The findings from an Arab-led group were not cleared or fully backed by the UN leadership and does not set new policies toward Israel. Yet it reflects another attempt to use a UN forum to denounce Israel and seek to put its Western allies on the defensive at a time when some have questioned Israel’s hard-line approach, including the expansion of settlements in the West Bank.
Apartheid is a term once associated with South Africa’s whiterule system but now represents a broad term for crimes against humanity under international law and the Rome Statute that set up the International Criminal Court, said the report in its executive summary made public this week.
Israelis immediately slammed the report. Published by the UN’s Economic and Social Commission for Western Asia, the report also drew sharp criticism from the United States ambassador to the UN, Nikki Haley, who called it ‘‘anti-Israel propaganda’’.

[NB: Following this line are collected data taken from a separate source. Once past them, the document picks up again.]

//! scheduler.rs
//! Copyright © 2026 Sean Springer
//! [This program is licensed under the "MIT License"]
//! Please see the file LICENSE in the source distribution of this software for license terms.
//!
//! The scheduler module contains the cooperative foreground loop body. Dashboard::poll() is
//! called over and over by main.rs; every pass it steps the digit multiplexer, checks the three
//! soft timers (1 s RPM/cell, 2 s temperature/overheat, 5 s velocity) against the millisecond
//! clock, and redraws the status panel. Nothing in here blocks: the multiplexer dwells by
//! comparing clock readings, the same way the soft timers do.

use embedded_hal::digital::OutputPin;
use rtt_target::rprintln;

use crate::config::{
    BACKLIGHT_BOOT_DUTY, DIGIT_COUNT, DIGIT_DATA_MASK, DIGIT_DWELL_MS, DIGIT_ENABLE_LINES,
    DIGIT_ENABLE_MASK, DRIFT_TOLERANCE_MS, OVERHEAT_THRESHOLD_C, RPM_PERIOD_MS,
    TEMPERATURE_PERIOD_MS, VELOCITY_PERIOD_MS, VELOCITY_WINDOW,
};
use crate::utils::clock::SoftTimer;
use crate::utils::digit_encoder::{decode_digit, encode};
use crate::utils::hazard::Hazard;
use crate::utils::panel::{PanelText, StatusPanel};
use crate::utils::telemetry::Telemetry;
use crate::utils::velocity::compute_velocity;

/// A group of output lines addressed as the bits of one byte.
pub trait DigitPort {
    /// Drive the lines in `mask` to the matching bits of `bits`; leave the others alone.
    fn write_masked(&mut self, mask: u8, bits: u8);
}

/// DigitMultiplexer struct declaration: Note all fields are private
///
/// 1. data: port carrying the BCD digit into the decoder
/// 2. enable: port carrying one enable line per digit
/// 3. position: next digit to light (0 = units)
/// 4. last_step: clock reading of the previous step, None before the first one
pub struct DigitMultiplexer<D, E> {
    data: D,
    enable: E,
    position: usize,
    last_step: Option<u32>,
}

impl<D: DigitPort, E: DigitPort> DigitMultiplexer<D, E> {
    pub fn new(data: D, enable: E) -> Self {
        DigitMultiplexer {
            data,
            enable,
            position: 0,
            last_step: None,
        }
    }

    /// PUBLIC
    /// Light the next digit of `value` once the current one has been shown for its dwell time.
    /// Returns true when a step happened.
    pub fn poll(&mut self, now: u32, value: u8) -> bool {
        if let Some(last) = self.last_step
            && now.wrapping_sub(last) < DIGIT_DWELL_MS
        {
            return false;
        }

        self.enable.write_masked(DIGIT_ENABLE_MASK, 0);
        self.enable
            .write_masked(DIGIT_ENABLE_MASK, DIGIT_ENABLE_LINES[self.position]);
        let digit = decode_digit(value, self.position);
        self.data.write_masked(DIGIT_DATA_MASK, encode(digit, DIGIT_DATA_MASK));

        self.position = (self.position + 1) % DIGIT_COUNT;
        self.last_step = Some(now);
        true
    }

    /// PUBLIC
    /// Digit position the next step will light.
    pub fn position(&self) -> usize {
        self.position
    }

    pub fn ports(&self) -> (&D, &E) {
        (&self.data, &self.enable)
    }
}

/// Dashboard struct declaration: Note all fields are private
///
/// 1. digits: non-blocking multiplexer for the 3-digit display
/// 2. rpm_timer / temperature_timer / velocity_timer: the three soft timers
/// 3. text: the four panel lines, refreshed by the timers
/// 4. display_value: number on the 3-digit display (whole km/h)
/// 5. overheat: indicator line raised above the temperature threshold
/// 6. overheated: level last written to the indicator
/// 7. backlight_duty: backlight duty last reported
/// 8. dark_readings: zero light readings already reported
/// 9. last_hazard: most recent condition the loop reported
pub struct Dashboard<D, E, O> {
    digits: DigitMultiplexer<D, E>,
    rpm_timer: SoftTimer,
    temperature_timer: SoftTimer,
    velocity_timer: SoftTimer,
    text: PanelText,
    display_value: u8,
    overheat: O,
    overheated: bool,
    backlight_duty: u8,
    dark_readings: u32,
    last_hazard: Option<Hazard>,
}

impl<D, E, O> Dashboard<D, E, O>
where
    D: DigitPort,
    E: DigitPort,
    O: OutputPin,
{
    pub fn new(data: D, enable: E, overheat: O) -> Self {
        Dashboard {
            digits: DigitMultiplexer::new(data, enable),
            rpm_timer: SoftTimer::new(RPM_PERIOD_MS),
            temperature_timer: SoftTimer::new(TEMPERATURE_PERIOD_MS),
            velocity_timer: SoftTimer::new(VELOCITY_PERIOD_MS),
            text: PanelText::new(),
            display_value: 0,
            overheat,
            overheated: false,
            backlight_duty: BACKLIGHT_BOOT_DUTY,
            dark_readings: 0,
            last_hazard: None,
        }
    }

    /// PUBLIC
    /// One pass of the foreground loop.
    pub fn poll<P: StatusPanel>(&mut self, telemetry: &Telemetry, panel: &mut P) {
        let now = telemetry.clock.now();

        self.digits.poll(now, self.display_value);

        if self.rpm_timer.poll(now) {
            self.refresh_rpm_and_cell(telemetry);
        }

        if self.temperature_timer.poll(now) {
            self.refresh_temperature(telemetry);
        }

        let velocity_interval = self.velocity_timer.elapsed(now);
        if self.velocity_timer.poll(now) {
            self.refresh_velocity(telemetry, velocity_interval);
        }

        self.text.draw(panel);
    }

    pub fn display_value(&self) -> u8 {
        self.display_value
    }

    pub fn text(&self) -> &PanelText {
        &self.text
    }

    pub fn overheated(&self) -> bool {
        self.overheated
    }

    /// Backlight duty as of the last 1 s refresh.
    pub fn backlight_duty(&self) -> u8 {
        self.backlight_duty
    }

    pub fn last_hazard(&self) -> Option<Hazard> {
        self.last_hazard
    }

    pub fn digits(&self) -> &DigitMultiplexer<D, E> {
        &self.digits
    }

    fn refresh_rpm_and_cell(&mut self, telemetry: &Telemetry) {
        self.text.set_rpm(telemetry.rotation.take_rpm_window());

        let sensors = telemetry.sensors.snapshot();
        self.text.set_cell(sensors.cell_level);

        if sensors.backlight_duty != self.backlight_duty {
            rprintln!(
                "backlight {} -> {} (light {})",
                self.backlight_duty,
                sensors.backlight_duty,
                sensors.light_level
            );
            self.backlight_duty = sensors.backlight_duty;
        }

        let dark_readings = telemetry.sensors.dark_readings();
        if dark_readings != self.dark_readings {
            let hazard = Hazard::ZeroLightReading;
            rprintln!("{} ({} since boot)", hazard, dark_readings);
            self.dark_readings = dark_readings;
            self.last_hazard = Some(hazard);
        }
    }

    fn refresh_temperature(&mut self, telemetry: &Telemetry) {
        let temperature = telemetry.sensors.temperature();
        self.text.set_temperature(temperature);

        let hot = temperature > OVERHEAT_THRESHOLD_C;
        if hot {
            self.overheat.set_high().ok();
        } else {
            self.overheat.set_low().ok();
        }

        if hot != self.overheated {
            rprintln!("overheat {} at {} C", if hot { "on" } else { "off" }, temperature);
            self.overheated = hot;
        }
    }

    fn refresh_velocity(&mut self, telemetry: &Telemetry, interval_ms: u32) {
        let velocity = compute_velocity(&telemetry.rotation, VELOCITY_WINDOW);

        self.display_value = velocity.display_value();
        self.text.set_velocity(self.display_value);
        rprintln!("velocity {} rpm, {} km/h", velocity.rpm, self.display_value);

        let expected_ms = self.velocity_timer.period_ms();
        if interval_ms.abs_diff(expected_ms) > DRIFT_TOLERANCE_MS {
            let hazard = Hazard::TimingDrift {
                expected_ms,
                actual_ms: interval_ms,
            };
            rprintln!("{}", hazard);
            self.last_hazard = Some(hazard);
        }
    }
}

#[cfg(test)]
mod tests {
    use super::*;

    #[derive(Default)]
    struct FakePort {
        bits: u8,
        writes: usize,
    }

    impl DigitPort for FakePort {
        fn write_masked(&mut self, mask: u8, bits: u8) {
            self.bits = (self.bits & !mask) | (bits & mask);
            self.writes += 1;
        }
    }

    #[test]
    fn first_poll_steps_immediately() {
        let mut digits = DigitMultiplexer::new(FakePort::default(), FakePort::default());
        assert!(digits.poll(0, 247));
        let (data, enable) = digits.ports();
        assert_eq!(enable.bits, DIGIT_ENABLE_LINES[0]);
        assert_eq!(data.bits, encode(7, DIGIT_DATA_MASK));
    }

    #[test]
    fn dwell_holds_each_digit() {
        let mut digits = DigitMultiplexer::new(FakePort::default(), FakePort::default());
        assert!(digits.poll(100, 247));
        for now in 101..110 {
            assert!(!digits.poll(now, 247));
        }
        assert_eq!(digits.position(), 1);
        assert!(digits.poll(110, 247));
        assert_eq!(digits.position(), 2);
    }

    #[test]
    fn cycles_through_all_positions() {
        let mut digits = DigitMultiplexer::new(FakePort::default(), FakePort::default());
        let expected = [(0, 7u8), (1, 4), (4, 2)];

        for (step, (enable_bit, digit)) in expected.iter().cycle().take(9).enumerate() {
            assert!(digits.poll(step as u32 * DIGIT_DWELL_MS, 247));
            let (data, enable) = digits.ports();
            assert_eq!(enable.bits, 1 << enable_bit);
            assert_eq!(data.bits, encode(*digit, DIGIT_DATA_MASK));
        }
    }

    #[test]
    fn only_one_enable_line_is_active() {
        let mut digits = DigitMultiplexer::new(FakePort::default(), FakePort::default());
        for step in 0..30u32 {
            digits.poll(step * DIGIT_DWELL_MS, 123);
            let (_, enable) = digits.ports();
            assert_eq!(enable.bits.count_ones(), 1);
        }
    }
}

UN Secretary-General Antonio Guterres distanced himself from the findings, with a spokesman saying the report was published without any prior consultation with the UN secretariat.
Headquartered in Beirut, the commission’s membership comprises 18 Arab states, two of which – Jordan and Egypt – have peace treaties with Israel.

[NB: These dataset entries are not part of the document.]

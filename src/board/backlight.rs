use microbit::hal::{
    gpio::{Output, Pin, PushPull},
    pwm::{self, Pwm},
};
use microbit::pac::PWM0;

use ride_panel::config::{BACKLIGHT_BOOT_DUTY, BACKLIGHT_MAX_DUTY};

pub struct Backlight {
    pwm: Pwm<PWM0>,
}

impl Backlight {
    const CHANNEL: pwm::Channel = pwm::Channel::C0;

    // 16 MHz / 64 / 255 steps is ~980 Hz, well above visible flicker
    const PRESCALER: pwm::Prescaler = pwm::Prescaler::Div64;

    pub fn new(pwm: PWM0, pin: Pin<Output<PushPull>>) -> Self {
        let pwm = Pwm::new(pwm);
        pwm.set_output_pin(Backlight::CHANNEL, pin)
            .set_prescaler(Backlight::PRESCALER)
            .set_max_duty(BACKLIGHT_MAX_DUTY as u16);
        pwm.enable();

        let backlight = Backlight { pwm };
        backlight.set_duty(BACKLIGHT_BOOT_DUTY);
        backlight
    }

    /// duty is on-time out of 255
    pub fn set_duty(&self, duty: u8) {
        self.pwm.set_duty_on(Backlight::CHANNEL, duty as u16);
    }
}
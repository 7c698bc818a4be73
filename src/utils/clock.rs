use core::sync::atomic::{AtomicU32, Ordering::Relaxed};

/// Millisecond counter advanced by the 1 ms timer interrupt.
///
/// The count wraps after ~49.7 days of uptime. Soft timers compare with wrapping
/// subtraction, so a wrap costs at most one early or late firing.
pub struct MillisClock {
    ticks: AtomicU32,
}

impl MillisClock {
    pub const fn new() -> Self {
        MillisClock {
            ticks: AtomicU32::new(0),
        }
    }

    /// Called from the timer interrupt only.
    pub fn tick(&self) {
        self.ticks.fetch_add(1, Relaxed);
    }

    pub fn now(&self) -> u32 {
        self.ticks.load(Relaxed)
    }
}

impl Default for MillisClock {
    fn default() -> Self {
        Self::new()
    }
}

/// Periodic deadline checked against [`MillisClock::now`] from the main loop.
///
/// Fires when strictly more than `period_ms` has elapsed since the last firing, then
/// re-arms at the current time. Missed loop passes never queue extra firings.
pub struct SoftTimer {
    period_ms: u32,
    last_fired: u32,
}

impl SoftTimer {
    pub const fn new(period_ms: u32) -> Self {
        SoftTimer {
            period_ms,
            last_fired: 0,
        }
    }

    /// Milliseconds since the last firing (or since boot).
    pub fn elapsed(&self, now: u32) -> u32 {
        now.wrapping_sub(self.last_fired)
    }

    pub fn poll(&mut self, now: u32) -> bool {
        if self.elapsed(now) > self.period_ms {
            self.last_fired = now;
            true
        } else {
            false
        }
    }

    pub fn period_ms(&self) -> u32 {
        self.period_ms
    }

    pub fn last_fired(&self) -> u32 {
        self.last_fired
    }
}

#[cfg(test)]
mod tests {
    use super::*;

    #[test]
    fn clock_counts_ticks() {
        let clock = MillisClock::new();
        for _ in 0..1500 {
            clock.tick();
        }
        assert_eq!(clock.now(), 1500);
    }

    #[test]
    fn clock_wraps_silently() {
        let clock = MillisClock {
            ticks: AtomicU32::new(u32::MAX),
        };
        clock.tick();
        assert_eq!(clock.now(), 0);
    }

    #[test]
    fn one_second_timer_fires_once_at_1001() {
        let mut timer = SoftTimer::new(1000);
        let fired: u32 = (0..=1001).map(|now| timer.poll(now) as u32).sum();
        assert_eq!(fired, 1);
        assert_eq!(timer.last_fired(), 1001);
    }

    #[test]
    fn timer_needs_strictly_more_than_period() {
        let mut timer = SoftTimer::new(2000);
        assert!(!timer.poll(2000));
        assert!(timer.poll(2001));
        assert!(!timer.poll(4001));
        assert!(timer.poll(4002));
    }

    #[test]
    fn late_poll_fires_once_and_rearms_at_now() {
        let mut timer = SoftTimer::new(1000);
        assert!(timer.poll(3500));
        assert_eq!(timer.last_fired(), 3500);
        assert!(!timer.poll(4000));
        assert!(timer.poll(4501));
    }

    #[test]
    fn timer_reports_its_period() {
        let mut timer = SoftTimer::new(5000);
        timer.poll(5001);
        assert_eq!(timer.period_ms(), 5000);
        assert_eq!(timer.elapsed(10_001), 5000);
    }

    #[test]
    fn timer_survives_clock_wrap() {
        let mut timer = SoftTimer::new(1000);
        assert!(timer.poll(u32::MAX - 10));
        assert!(!timer.poll(500));
        assert!(timer.poll(990));
    }
}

Entitled ‘‘Israeli Practices toward the Palestinian People and the Question of Apartheid’’, the report was authored by Richard Falk, a former UN special rapporteur to the Palestinian territories, and Virginia Tilley, professor of political science at Southern Illinois University.

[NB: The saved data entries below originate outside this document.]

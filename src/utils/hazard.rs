use core::fmt;

/// Runtime conditions the firmware detects and works around instead of faulting.
///
/// None of these stop the panel; they are clamped or reported over RTT and the
/// loop carries on.
#[derive(Clone, Copy, Debug, PartialEq, Eq)]
pub enum Hazard {
    /// The light channel read 0 and the photoresistor curve would divide by it.
    /// Treated as "no light": level 0, full backlight.
    ZeroLightReading,
    /// The velocity timer's real interval strayed from the fixed window the
    /// estimator divides by.
    TimingDrift { expected_ms: u32, actual_ms: u32 },
}

impl fmt::Display for Hazard {
    fn fmt(&self, f: &mut fmt::Formatter<'_>) -> fmt::Result {
        match self {
            Hazard::ZeroLightReading => write!(f, "light channel read 0, clamped to dark"),
            Hazard::TimingDrift {
                expected_ms,
                actual_ms,
            } => write!(f, "velocity window drift: expected {expected_ms} ms, measured {actual_ms} ms"),
        }
    }
}
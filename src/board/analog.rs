//! analog.rs
//! Copyright © 2026 Sean Springer
//! [This program is licensed under the "MIT License"]
//! Please see the file LICENSE in the source distribution of this software for license terms.
//!
//! The analog module contains AnalogFrontEnd, which runs the SAADC free-running from its own
//! interrupt: STARTED triggers a sample, END hands the reading to the AcquisitionCycle, applies
//! the returned channel (and backlight duty), and starts the next conversion straight away.
//! The SAADC is driven at register level because the HAL's Saadc only offers blocking reads.

use microbit::pac::SAADC;

use ride_panel::SensorSample;
use ride_panel::utils::acquisition::{AcquisitionCycle, AnalogChannel, Reference, clamp_raw};

use super::backlight::Backlight;

/// AnalogFrontEnd struct declaration: Note all fields are private
///
/// 1. saadc: the converter, owned for register access
/// 2. cycle: TEMP/CELL/LIGHT state machine deciding what each reading means
/// 3. backlight: PWM output updated on every LIGHT conversion
/// 4. buffer: EasyDMA target, only read after END while the converter is idle
pub struct AnalogFrontEnd {
    saadc: SAADC,
    cycle: AcquisitionCycle,
    backlight: Backlight,
    buffer: i16,
}

impl AnalogFrontEnd {
    /// PUBLIC
    /// Configure the SAADC for single 10-bit conversions with STARTED/END interrupts, and
    /// select the cycle's first channel. Nothing converts until start().
    pub fn new(saadc: SAADC, cycle: AcquisitionCycle, backlight: Backlight) -> Self {
        saadc.enable.write(|w| w.enable().enabled());
        // 10 bits keeps full scale at 1023
        saadc.resolution.write(|w| w.val()._10bit());
        saadc.oversample.write(|w| w.oversample().bypass());
        saadc.samplerate.write(|w| w.mode().task());
        saadc.ch[0].pseln.write(|w| w.pseln().nc());
        saadc.result.maxcnt.write(|w| unsafe { w.maxcnt().bits(1) });

        saadc.events_started.reset();
        saadc.events_end.reset();
        saadc.intenset.write(|w| w.started().set().end().set());

        let front_end = AnalogFrontEnd {
            saadc,
            cycle,
            backlight,
            buffer: 0,
        };
        front_end.select(front_end.cycle.channel());
        front_end
    }

    /// PUBLIC
    /// Kick off a conversion. The STARTED interrupt follows and triggers the sample.
    ///
    /// The result pointer is latched by START, so it is written here, once the front end sits
    /// at its final address inside its static.
    pub fn start(&mut self) {
        let buffer = (&raw mut self.buffer) as u32;
        self.saadc
            .result
            .ptr
            .write(|w| unsafe { w.ptr().bits(buffer) });
        self.saadc.tasks_start.write(|w| unsafe { w.bits(1) });
    }

    /// PUBLIC
    /// SAADC interrupt body.
    pub fn on_interrupt(&mut self, sensors: &SensorSample) {
        if self.saadc.events_started.read().bits() != 0 {
            self.saadc.events_started.reset();
            self.saadc.tasks_sample.write(|w| unsafe { w.bits(1) });
        }

        if self.saadc.events_end.read().bits() != 0 {
            self.saadc.events_end.reset();

            // SAFETY: END means EasyDMA has finished writing the buffer
            let sample = unsafe { core::ptr::read_volatile(&raw const self.buffer) };
            let raw = clamp_raw(sample);

            let conversion = self.cycle.on_conversion(raw, sensors);
            if let Some(duty) = conversion.backlight {
                self.backlight.set_duty(duty);
            }

            self.select(conversion.next);
            self.start();
        }
    }

    /// PRIVATE
    /// Point channel 0 at the given input and reference. The internal 0.6 V reference uses
    /// gain 1/6 (3.6 V range); the rail reference is VDD/4 with gain 1/4 (VDD range).
    fn select(&self, channel: AnalogChannel) {
        let ch = &self.saadc.ch[0];
        ch.pselp.write(|w| match channel.input {
            0 => w.pselp().analog_input0(),
            1 => w.pselp().analog_input1(),
            _ => w.pselp().analog_input2(),
        });
        ch.config.write(|w| {
            let w = match channel.reference {
                Reference::Internal => w.refsel().internal().gain().gain1_6(),
                Reference::Rail => w.refsel().vdd1_4().gain().gain1_4(),
            };
            w.tacq()
                ._40us()
                .mode()
                .se()
                .resp()
                .bypass()
                .resn()
                .bypass()
                .burst()
                .disabled()
        });
    }
}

Falk and Tilley concluded that Israel had indeed established an apartheid regime. Dividing the Palestinian people into four distinct groups, the authors write that although they are treated differently by Israel they all face ‘‘the racial oppression that results from the apartheid regime’’.
The first group identified is the roughly 1.7 million Palestinians who are full citizens of Israel but who, the report found, live under ‘‘martial law’’ and are subjected to oppression because they are not Jewish.
The second group is the estimated 300,000 Palestinians who live in East Jerusalem, a mostly Arab area. The report said these Palestinians ‘‘experience discrimination in access to education, healthcare, employment, residency and building rights’’.
Third are the 4.6 million Palestinians who live in the West Bank and Gaza. In the West Bank, the Jewish residents known as settlers are governed by Israeli civil law, while Palestinians live under military rule. ‘‘This dual legal system, problematic in itself, is indicative of an apartheid regime,’’ said the authors.
The final group are the millions of Palestinian refugees who live outside Israeli territory and who are prohibited from returning to their homes in Israel or the occupied Palestinian territory.
The report also attempts to refute Israeli explanations as to why this situation exists, namely its claims that Israel has the right to remain a Jewish state or that Israel does not owe Palestinian non-citizens equal treatment precisely because they are not citizens. Some Israelis also claim the country’s treatment of Palestinians reflects no intention to dominate, because it is a temporary situation derived from the realities of ongoing conflict and security requirements.
Israel’s minister of public security and strategic affairs, Gilad Erdan, said: ‘‘The UN’s top donors, including the US, UK, France, Germany, Italy, and Canada, must stop funding UN bodies obsessed with demonising Israel.’’
In recent weeks, the US administration has indicated it would consider halting participation in various UN programmes due to its perceived anti-Israel stance.